- _What is needed_
Every entry must be transcribed without alteration.

================================

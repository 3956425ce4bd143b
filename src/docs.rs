use utoipa::openapi::security::{HttpAuthScheme, HttpBuilder, SecurityScheme};
use utoipa::{Modify, OpenApi};

use crate::modules::assignments::model::{ClassSubjectTeacher, CreateAssignmentDto};
use crate::modules::auth::controller::ErrorResponse;
use crate::modules::auth::model::{LoginRequest, LoginResponse};
use crate::modules::classes::model::{Class, CreateClassDto, UpdateClassDto};
use crate::modules::results::model::{CreateResultDto, ExamResult, UpdateResultDto};
use crate::modules::students::model::{CreateStudentDto, Student, UpdateStudentDto};
use crate::modules::subjects::model::{CreateSubjectDto, Subject, UpdateSubjectDto};
use crate::modules::teachers::model::{
    CreateTeacherDto, CreateTeacherResponse, Teacher, TeacherAssignmentDto, TeacherProfile,
    TeacherSummary, UpdateTeacherDto,
};
use crate::modules::users::model::{CreateUserDto, UpdateUserDto, User, UserRole};
use crate::modules::years::model::{AcademicYear, CreateYearDto, UpdateYearDto};
use crate::utils::pagination::PaginationParams;
use crate::utils::response::OkResponse;

#[derive(OpenApi)]
#[openapi(
    paths(
        crate::modules::auth::controller::login_user,
        crate::modules::auth::controller::me,
        crate::modules::users::controller::create_user,
        crate::modules::users::controller::get_users,
        crate::modules::users::controller::get_user,
        crate::modules::users::controller::update_user,
        crate::modules::users::controller::delete_user,
        crate::modules::students::controller::create_student,
        crate::modules::students::controller::get_students,
        crate::modules::students::controller::get_student,
        crate::modules::students::controller::update_student,
        crate::modules::students::controller::delete_student,
        crate::modules::classes::controller::create_class,
        crate::modules::classes::controller::get_classes,
        crate::modules::classes::controller::get_class,
        crate::modules::classes::controller::update_class,
        crate::modules::classes::controller::delete_class,
        crate::modules::subjects::controller::create_subject,
        crate::modules::subjects::controller::get_subjects,
        crate::modules::subjects::controller::get_subject,
        crate::modules::subjects::controller::update_subject,
        crate::modules::subjects::controller::delete_subject,
        crate::modules::teachers::controller::create_teacher,
        crate::modules::teachers::controller::get_teachers,
        crate::modules::teachers::controller::get_teacher,
        crate::modules::teachers::controller::update_teacher,
        crate::modules::teachers::controller::delete_teacher,
        crate::modules::results::controller::create_result,
        crate::modules::results::controller::get_results,
        crate::modules::results::controller::get_result,
        crate::modules::results::controller::update_result,
        crate::modules::results::controller::delete_result,
        crate::modules::years::controller::create_year,
        crate::modules::years::controller::get_years,
        crate::modules::years::controller::get_year,
        crate::modules::years::controller::update_year,
        crate::modules::years::controller::delete_year,
        crate::modules::assignments::controller::create_assignment,
        crate::modules::assignments::controller::get_assignments,
        crate::modules::assignments::controller::get_assignment,
        crate::modules::assignments::controller::delete_assignment,
    ),
    components(
        schemas(
            LoginRequest,
            LoginResponse,
            ErrorResponse,
            User,
            UserRole,
            CreateUserDto,
            UpdateUserDto,
            Student,
            CreateStudentDto,
            UpdateStudentDto,
            Class,
            CreateClassDto,
            UpdateClassDto,
            Subject,
            CreateSubjectDto,
            UpdateSubjectDto,
            Teacher,
            TeacherAssignmentDto,
            CreateTeacherDto,
            UpdateTeacherDto,
            TeacherProfile,
            CreateTeacherResponse,
            TeacherSummary,
            ExamResult,
            CreateResultDto,
            UpdateResultDto,
            AcademicYear,
            CreateYearDto,
            UpdateYearDto,
            ClassSubjectTeacher,
            CreateAssignmentDto,
            PaginationParams,
            OkResponse,
        )
    ),
    modifiers(&SecurityAddon),
    tags(
        (name = "Authentication", description = "User authentication endpoints"),
        (name = "Users", description = "Account management endpoints"),
        (name = "Students", description = "Student management endpoints"),
        (name = "Classes", description = "Class management endpoints"),
        (name = "Subjects", description = "Subject management endpoints"),
        (name = "Teachers", description = "Teacher onboarding and management endpoints"),
        (name = "Results", description = "Student result endpoints"),
        (name = "Academic Years", description = "Academic year endpoints"),
        (name = "Assignments", description = "Class-subject-teacher assignment endpoints")
    ),
    info(
        title = "Gradebook API",
        version = "0.1.0",
        description = "A school management REST API built with Rust, Axum, and SQLite featuring JWT-based authentication.",
        license(
            name = "MIT"
        )
    )
)]
pub struct ApiDoc;

struct SecurityAddon;

impl Modify for SecurityAddon {
    fn modify(&self, openapi: &mut utoipa::openapi::OpenApi) {
        if let Some(components) = openapi.components.as_mut() {
            components.add_security_scheme(
                "bearer_auth",
                SecurityScheme::Http(
                    HttpBuilder::new()
                        .scheme(HttpAuthScheme::Bearer)
                        .bearer_format("JWT")
                        .build(),
                ),
            )
        }
    }
}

================================

- _Output_
repository 3956425ce4bd143b
filename src/docs.rs
use utoipa::openapi::security::{HttpAuthScheme, HttpBuilder, SecurityScheme};
use utoipa::{Modify, OpenApi};

use crate::modules::assignments::model::{ClassSubjectTeacher, CreateAssignmentDto};
use crate::modules::auth::controller::ErrorResponse;
use crate::modules::auth::model::{LoginRequest, LoginResponse};
use crate::modules::classes::model::{Class, CreateClassDto, UpdateClassDto};
use crate::modules::results::model::{CreateResultDto, ExamResult, UpdateResultDto};
use crate::modules::students::model::{CreateStudentDto, Student, UpdateStudentDto};
use crate::modules::subjects::model::{CreateSubjectDto, Subject, UpdateSubjectDto};
use crate::modules::teachers::model::{
    CreateTeacherDto, CreateTeacherResponse, Teacher, TeacherAssignmentDto, TeacherProfile,
    TeacherSummary, UpdateTeacherDto,
};
use crate::modules::users::model::{CreateUserDto, UpdateUserDto, User, UserRole};
use crate::modules::years::model::{AcademicYear, CreateYearDto, UpdateYearDto};
use crate::utils::pagination::PaginationParams;
use crate::utils::response::OkResponse;

#[derive(OpenApi)]
#[openapi(
    paths(
        crate::modules::auth::controller::login_user,
        crate::modules::auth::controller::me,
        crate::modules::users::controller::create_user,
        crate::modules::users::controller::get_users,
        crate::modules::users::controller::get_user,
        crate::modules::users::controller::update_user,
        crate::modules::users::controller::delete_user,
        crate::modules::students::controller::create_student,
        crate::modules::students::controller::get_students,
        crate::modules::students::controller::get_student,
        crate::modules::students::controller::update_student,
        crate::modules::students::controller::delete_student,
        crate::modules::classes::controller::create_class,
        crate::modules::classes::controller::get_classes,
        crate::modules::classes::controller::get_class,
        crate::modules::classes::controller::update_class,
        crate::modules::classes::controller::delete_class,
        crate::modules::subjects::controller::create_subject,
        crate::modules::subjects::controller::get_subjects,
        crate::modules::subjects::controller::get_subject,
        crate::modules::subjects::controller::update_subject,
        crate::modules::subjects::controller::delete_subject,
        crate::modules::teachers::controller::create_teacher,
        crate::modules::teachers::controller::get_teachers,
        crate::modules::teachers::controller::get_teacher,
        crate::modules::teachers::controller::update_teacher,
        crate::modules::teachers::controller::delete_teacher,
        crate::modules::results::controller::create_result,
        crate::modules::results::controller::get_results,
        crate::modules::results::controller::get_result,
        crate::modules::results::controller::update_result,
        crate::modules::results::controller::delete_result,
        crate::modules::years::controller::create_year,
        crate::modules::years::controller::get_years,
        crate::modules::years::controller::get_year,
        crate::modules::years::controller::update_year,
        crate::modules::years::controller::delete_year,
        crate::modules::assignments::controller::create_assignment,
        crate::modules::assignments::controller::get_assignments,
        crate::modules::assignments::controller::get_assignment,
        crate::modules::assignments::controller::delete_assignment,
    ),
    components(
        schemas(
            LoginRequest,
            LoginResponse,
            ErrorResponse,
            User,
            UserRole,
            CreateUserDto,
            UpdateUserDto,
            Student,
            CreateStudentDto,
            UpdateStudentDto,
            Class,
            CreateClassDto,
            UpdateClassDto,
            Subject,
            CreateSubjectDto,
            UpdateSubjectDto,
            Teacher,
            TeacherAssignmentDto,
            CreateTeacherDto,
            UpdateTeacherDto,
            TeacherProfile,
            CreateTeacherResponse,
            TeacherSummary,
            ExamResult,
            CreateResultDto,
            UpdateResultDto,
            AcademicYear,
            CreateYearDto,
            UpdateYearDto,
            ClassSubjectTeacher,
            CreateAssignmentDto,
            PaginationParams,
            OkResponse,
        )
    ),
    modifiers(&SecurityAddon),
    tags(
        (name = "Authentication", description = "User authentication endpoints"),
        (name = "Users", description = "Account management endpoints"),
        (name = "Students", description = "Student management endpoints"),
        (name = "Classes", description = "Class management endpoints"),
        (name = "Subjects", description = "Subject management endpoints"),
        (name = "Teachers", description = "Teacher onboarding and management endpoints"),
        (name = "Results", description = "Student result endpoints"),
        (name = "Academic Years", description = "Academic year endpoints"),
        (name = "Assignments", description = "Class-subject-teacher assignment endpoints")
    ),
    info(
        title = "Gradebook API",
        version = "0.1.0",
        description = "A school management REST API built with Rust, Axum, and SQLite featuring JWT-based authentication.",
        license(
            name = "MIT"
        )
    )
)]
pub struct ApiDoc;

struct SecurityAddon;

impl Modify for SecurityAddon {
    fn modify(&self, openapi: &mut utoipa::openapi::OpenApi) {
        if let Some(components) = openapi.components.as_mut() {
            components.add_security_scheme(
                "bearer_auth",
                SecurityScheme::Http(
                    HttpBuilder::new()
                        .scheme(HttpAuthScheme::Bearer)
                        .bearer_format("JWT")
                        .build(),
                ),
            )
        }
    }
}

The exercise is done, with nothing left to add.